Problem requirements
Read the records below. Copy each line where the string "that" occurs.

━━━ The data ━━━

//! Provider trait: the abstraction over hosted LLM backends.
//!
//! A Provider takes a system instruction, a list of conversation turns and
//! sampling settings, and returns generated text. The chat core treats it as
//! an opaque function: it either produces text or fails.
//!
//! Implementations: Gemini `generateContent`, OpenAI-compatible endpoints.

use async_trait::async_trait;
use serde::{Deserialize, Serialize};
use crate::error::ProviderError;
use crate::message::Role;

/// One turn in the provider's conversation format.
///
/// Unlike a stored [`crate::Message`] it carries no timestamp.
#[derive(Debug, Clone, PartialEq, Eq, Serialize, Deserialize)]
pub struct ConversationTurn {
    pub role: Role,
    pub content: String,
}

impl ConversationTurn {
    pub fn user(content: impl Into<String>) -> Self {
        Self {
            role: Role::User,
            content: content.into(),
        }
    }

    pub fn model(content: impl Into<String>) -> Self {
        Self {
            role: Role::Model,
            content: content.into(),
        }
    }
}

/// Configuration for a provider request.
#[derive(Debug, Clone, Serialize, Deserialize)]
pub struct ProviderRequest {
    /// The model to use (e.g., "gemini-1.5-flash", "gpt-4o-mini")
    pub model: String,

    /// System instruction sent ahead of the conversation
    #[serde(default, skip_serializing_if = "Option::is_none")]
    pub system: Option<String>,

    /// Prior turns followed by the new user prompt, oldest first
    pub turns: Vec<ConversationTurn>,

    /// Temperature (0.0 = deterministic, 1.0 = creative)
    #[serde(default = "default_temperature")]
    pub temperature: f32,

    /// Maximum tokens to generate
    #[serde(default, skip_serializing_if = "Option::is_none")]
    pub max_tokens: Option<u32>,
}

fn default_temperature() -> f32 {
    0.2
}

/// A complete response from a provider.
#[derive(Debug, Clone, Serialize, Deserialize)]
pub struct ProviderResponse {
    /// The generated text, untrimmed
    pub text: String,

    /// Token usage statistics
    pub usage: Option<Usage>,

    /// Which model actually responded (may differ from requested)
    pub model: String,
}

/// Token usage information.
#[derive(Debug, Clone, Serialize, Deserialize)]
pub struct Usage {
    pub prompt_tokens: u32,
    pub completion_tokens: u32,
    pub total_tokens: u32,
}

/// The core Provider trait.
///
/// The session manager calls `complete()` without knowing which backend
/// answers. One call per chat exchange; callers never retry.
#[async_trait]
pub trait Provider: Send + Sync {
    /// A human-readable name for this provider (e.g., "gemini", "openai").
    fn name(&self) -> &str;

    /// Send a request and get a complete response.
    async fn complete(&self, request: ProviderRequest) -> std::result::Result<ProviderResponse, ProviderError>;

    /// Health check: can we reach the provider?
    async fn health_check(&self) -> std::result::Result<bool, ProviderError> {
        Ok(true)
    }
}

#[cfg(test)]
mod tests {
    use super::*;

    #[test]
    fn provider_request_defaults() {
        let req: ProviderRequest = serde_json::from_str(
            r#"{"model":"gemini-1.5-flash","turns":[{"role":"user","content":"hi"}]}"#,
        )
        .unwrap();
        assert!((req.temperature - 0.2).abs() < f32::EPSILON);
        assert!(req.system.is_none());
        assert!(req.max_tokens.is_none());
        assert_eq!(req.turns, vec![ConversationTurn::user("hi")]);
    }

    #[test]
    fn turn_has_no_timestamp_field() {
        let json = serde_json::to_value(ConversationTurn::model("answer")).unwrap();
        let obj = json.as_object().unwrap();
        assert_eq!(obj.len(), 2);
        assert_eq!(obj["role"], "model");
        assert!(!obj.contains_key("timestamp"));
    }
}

━━━
━━━ The data ━━━

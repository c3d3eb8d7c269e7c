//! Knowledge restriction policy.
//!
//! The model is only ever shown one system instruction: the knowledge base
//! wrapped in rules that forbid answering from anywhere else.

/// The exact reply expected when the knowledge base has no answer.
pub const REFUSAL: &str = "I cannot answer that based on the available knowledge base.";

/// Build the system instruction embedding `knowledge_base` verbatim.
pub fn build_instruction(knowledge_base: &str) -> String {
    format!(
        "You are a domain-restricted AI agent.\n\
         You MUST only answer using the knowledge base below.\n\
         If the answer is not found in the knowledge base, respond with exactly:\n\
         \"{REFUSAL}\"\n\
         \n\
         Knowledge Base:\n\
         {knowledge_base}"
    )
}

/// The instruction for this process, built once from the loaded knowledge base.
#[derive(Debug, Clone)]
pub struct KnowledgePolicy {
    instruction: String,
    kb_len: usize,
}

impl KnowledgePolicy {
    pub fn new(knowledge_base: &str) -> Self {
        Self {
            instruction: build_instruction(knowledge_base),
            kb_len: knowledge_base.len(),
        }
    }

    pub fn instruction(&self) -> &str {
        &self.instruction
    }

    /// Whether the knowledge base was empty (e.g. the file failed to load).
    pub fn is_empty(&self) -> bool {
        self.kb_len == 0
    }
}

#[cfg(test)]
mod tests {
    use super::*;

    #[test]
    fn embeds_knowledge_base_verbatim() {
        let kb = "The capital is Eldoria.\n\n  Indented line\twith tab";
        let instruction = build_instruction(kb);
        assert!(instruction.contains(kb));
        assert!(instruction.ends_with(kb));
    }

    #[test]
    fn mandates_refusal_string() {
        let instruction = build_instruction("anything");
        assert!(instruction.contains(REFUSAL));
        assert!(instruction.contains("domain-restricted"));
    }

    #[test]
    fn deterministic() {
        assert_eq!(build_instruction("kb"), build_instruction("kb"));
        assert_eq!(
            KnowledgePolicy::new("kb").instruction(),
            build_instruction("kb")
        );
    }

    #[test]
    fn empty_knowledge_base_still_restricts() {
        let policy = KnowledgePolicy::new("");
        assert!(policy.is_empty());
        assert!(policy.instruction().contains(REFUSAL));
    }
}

━━━

Your solution
//! wrapped in rules that forbid answering from anywhere else.
pub const REFUSAL: &str = "I cannot answer that based on the available knowledge base.";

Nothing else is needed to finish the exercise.